I caught the panic and fear in the little old man’s eyes from the foot of his bed as I gave report to the nurse in A pod. He was paler and seemed more distressed than 5 minutes earlier. I knew, at that moment, that was my father a few weeks earlier as he struggled to breath and then died in the ER in Camrose.
I caught his eyes and told him it would be alright and that these nurses would take good care of him.
My voice caught as I spoke and he nodded, as he was now unable to speak. Usually I avoid saying ‘it will be ok’ or ‘you will be alright’ as sure as shitting, they won’t, but I wonder now, if those words were more for me than for him. The words I never got to say to my dad, the words we long to give to comfort in some small way – to show we are aware of their fear, that we acknowledge it and share it and that we offer hope – that hope that it WILL be ok, that they WILL be alright. Words that tell them and you that we are tied together in our shared humanity.

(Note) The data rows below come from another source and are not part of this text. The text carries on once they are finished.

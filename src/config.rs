//! 应用配置：从 config/default.toml 与环境变量加载
//!
//! 加载顺序：先读 TOML 文件，再用环境变量 `HIVE__*` 覆盖（双下划线表示嵌套，
//! 如 `HIVE__LLM__MODEL=gpt-4o-mini`、`HIVE__DELIBERATION__ENABLED=true`）。

use std::path::PathBuf;

use serde::Deserialize;

use crate::core::DeliberationConfig;

/// 应用配置根（对应 config/default.toml 的顶层）
#[derive(Debug, Clone, Deserialize, Default)]
#[serde(default)]
pub struct AppConfig {
    pub app: AppSection,
    pub llm: LlmSection,
    pub runner: RunnerSection,
    pub deliberation: DeliberationConfig,
    pub tools: ToolsSection,
    pub session: SessionSection,
}

/// [app] 段：应用名与工作目录
#[derive(Debug, Clone, Deserialize, Default)]
#[serde(default)]
pub struct AppSection {
    pub name: Option<String>,
    /// 工具沙箱根目录，未设置时用 ./workspace
    pub workspace_root: Option<PathBuf>,
}

/// [llm] 段：后端与模型
#[derive(Debug, Clone, Deserialize)]
#[serde(default)]
pub struct LlmSection {
    /// 后端：openai / scripted（scripted 用于离线运行与测试）
    pub provider: String,
    pub model: String,
    pub base_url: Option<String>,
}

impl Default for LlmSection {
    fn default() -> Self {
        Self {
            provider: "openai".to_string(),
            model: "gpt-4o-mini".to_string(),
            base_url: None,
        }
    }
}

/// [runner] 段：基础循环的默认预算（各 Command 预设在此之上调整）
#[derive(Debug, Clone, Deserialize)]
#[serde(default)]
pub struct RunnerSection {
    pub max_iterations: usize,
    pub timeout_secs: u64,
    pub max_tool_retries: u32,
    pub retry_with_modification: bool,
    pub enable_error_analysis: bool,
    pub abort_on_repeated_errors: bool,
}

impl Default for RunnerSection {
    fn default() -> Self {
        let d = crate::core::RunConfig::default();
        Self {
            max_iterations: d.max_iterations,
            timeout_secs: d.timeout_secs,
            max_tool_retries: d.max_tool_retries,
            retry_with_modification: d.retry_with_modification,
            enable_error_analysis: d.enable_error_analysis,
            abort_on_repeated_errors: d.abort_on_repeated_errors,
        }
    }
}

/// [tools] 段：单次工具调用超时与 Shell 白名单
#[derive(Debug, Clone, Deserialize)]
#[serde(default)]
pub struct ToolsSection {
    /// 单次工具调用超时（秒），与运行级超时独立
    pub tool_timeout_secs: u64,
    pub shell_allowed_commands: Vec<String>,
}

impl Default for ToolsSection {
    fn default() -> Self {
        Self {
            tool_timeout_secs: 60,
            shell_allowed_commands: vec![
                "ls".into(),
                "grep".into(),
                "cat".into(),
                "head".into(),
                "tail".into(),
                "wc".into(),
                "find".into(),
                "cargo".into(),
                "rustc".into(),
                "git".into(),
            ],
        }
    }
}

/// [session] 段：会话文件目录与清理窗口
#[derive(Debug, Clone, Deserialize)]
#[serde(default)]
pub struct SessionSection {
    /// 会话文件目录；未设置时用 <workspace_root>/.hive/sessions
    pub dir: Option<PathBuf>,
    /// cleanup 删除早于该天数的会话
    pub max_age_days: i64,
}

impl Default for SessionSection {
    fn default() -> Self {
        Self {
            dir: None,
            max_age_days: 30,
        }
    }
}

impl AppConfig {
    pub fn workspace_root(&self) -> PathBuf {
        self.app
            .workspace_root
            .clone()
            .unwrap_or_else(|| PathBuf::from("workspace"))
    }

    pub fn session_dir(&self) -> PathBuf {
        self.session
            .dir
            .clone()
            .unwrap_or_else(|| self.workspace_root().join(".hive").join("sessions"))
    }
}

/// 从 config 目录加载配置，环境变量 HIVE__* 可覆盖
///
/// 1. 按顺序查找 config/default.toml、../config/default.toml、default.toml，找到则作为第一源
/// 2. 若传入 config_path 且文件存在，则追加该文件（可覆盖前面的键）
/// 3. 最后叠加环境变量 HIVE__*（双下划线表示嵌套键）
pub fn load_config(config_path: Option<PathBuf>) -> Result<AppConfig, config::ConfigError> {
    let mut builder = config::Config::builder();

    let default_names = ["config/default", "../config/default", "default"];
    for name in default_names {
        let path = format!("{}.toml", name);
        if std::path::Path::new(&path).exists() {
            builder = builder.add_source(config::File::with_name(name).required(false));
            break;
        }
    }

    if let Some(ref path) = config_path {
        if path.exists() {
            builder = builder.add_source(config::File::from(path.clone()).required(false));
        }
    }

    builder = builder.add_source(
        config::Environment::with_prefix("HIVE")
            .separator("__")
            .try_parsing(true),
    );

    let c = builder.build()?;
    c.try_deserialize()
}

#[cfg(test)]
mod tests {
    use super::*;

    #[test]
    fn test_defaults() {
        let cfg = AppConfig::default();
        assert_eq!(cfg.llm.provider, "openai");
        assert!(!cfg.deliberation.enabled);
        assert_eq!(cfg.tools.tool_timeout_secs, 60);
        assert!(cfg.session_dir().ends_with(".hive/sessions"));
    }
}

I wondered, since my dad’s death, how I would deal with this when I was faced with it at work. My daily response has been to avoid it by working in the PICU where no grandfathers die. Each shift I am to work in the ER has been prefaced by a sense of not wanting to work there and a general unease – followed by a shift that I quite enjoy – and yet the grandpas come.
My older brother was able to reach out and touch dad’s spirit after he got the phone call. My younger brother saw dad’s handiwork in the earth shattering thunder storm that hit the area right after he died. My sisters have been silent on this topic. My mother has describe the event and I can almost feel what it was like for her to be there with dad as he died, but for me, I feel a loss of more than my father, a loss of the honour of being there to acknowledge his passing in his presence.
Grandfathers should die with their lives honoured and their fears recognized and acknowledged in someone else’s eyes………………….
I heard a few minutes later that he was being intubated and when I stopped by later after my shift was over, he was head down, tubed and on levophed. I hope he felt acknowledged.